English subtitles

← The 3 Vs - Volume - Intro to Hadoop and MapReduce

Get Embed Code
2 Languages

Showing Revision 4 created 05/25/2016 by Udacity Robot.

  1. When you read or talk about big data, you often
  2. hear people say the three Vs. Volume refers to the size
  3. of the data you're dealing with. Variety refers to the
  4. fact that the data is often coming from a lot of
  5. different sources and different formats. And velocity refers to the
  6. speed at which it's being generated, and the speed at which
  7. it needs to be made available for processing. So let's look
  8. in more detail at each of these. Let's start with volume.
  9. The price to store data has dropped incredibly
  10. over the last 60 years. In 1980, the cost
  11. per gigabyte was several hundred thousand dollars.
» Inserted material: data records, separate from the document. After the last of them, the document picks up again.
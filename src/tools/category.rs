//! Category handler: fragments of one category in document order.

use super::format::{write_record, write_remaining};
use super::resolve_index;
use crate::cache::LoadedIndex;
use crate::state::DocState;
use rmcp::schemars;
use serde::Deserialize;
use std::fmt::Write as _;

#[derive(Debug, Deserialize, schemars::JsonSchema)]
pub struct FilterCategoryRequest {
    /// Category to list, matched exactly: "page", "section", "type", or any other tag the index uses
    pub category: String,
    /// Maximum number of results to return
    #[serde(default)]
    pub limit: Option<usize>,
    /// Search index file to query instead of the active one
    #[serde(default)]
    pub index: Option<String>,
}

pub async fn handle_filter_category(
    state: &DocState,
    request: FilterCategoryRequest,
) -> Result<String, String> {
    let index = resolve_index(state, request.index.as_deref()).await?;
    let limit = request.limit.unwrap_or_else(|| state.default_limit());
    Ok(format_category(&index, &request.category, limit))
}

pub fn format_category(index: &LoadedIndex, category: &str, limit: usize) -> String {
    let matches = index.store.by_category(category);
    let total = matches.clone().count();

    if total == 0 {
        let mut output = format!("No fragments with category '{}'.", category);
        let known: Vec<String> = index
            .store
            .categories()
            .into_iter()
            .map(|(category, count)| format!("{} ({})", category, count))
            .collect();
        if !known.is_empty() {
            let _ = write!(output, " Categories in this index: {}", known.join(", "));
        }
        output.push('\n');
        return output;
    }

    let mut output = format!("{} fragments with category '{}':\n\n", total, category);
    let mut shown = 0;
    for (n, record) in matches.take(limit).enumerate() {
        write_record(&mut output, n + 1, record);
        shown += 1;
    }
    write_remaining(&mut output, total, shown);

    output
}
In
  12. 2013, it's merely $0.10. Although it's worth saying, to
  13. actually store the data reliably. You're going to
  14. end up paying more than that. That's particularly the
  15. case with more traditional storage devices such as storage
  16. area networks, or SANS, which can be extremely expensive.
  17. The high cost of reliable storage puts a cap on
  18. the amount of data companies can practically store. At some
  19. point they say, okay, it's too expensive to store all
  20. that data. And I'm not doing anything with it. Let's just
  21. store the critical stuff, like my actual sales. But it
  22. turns out, as you'll see, that the data you're currently
  23. throwing away can be incredibly useful. What we need is
  24. a cheaper way to store it reliably. And of course storing
  25. the data is only part of the equation. You also need to be able
  26. read and process it efficiently. Storing a terabyte of data on a SAN, is
  27. not that hard. But streaming the data from the SAN across the network to
  28. say, some central processor, can take a
  29. long time and processing can be extremely slow.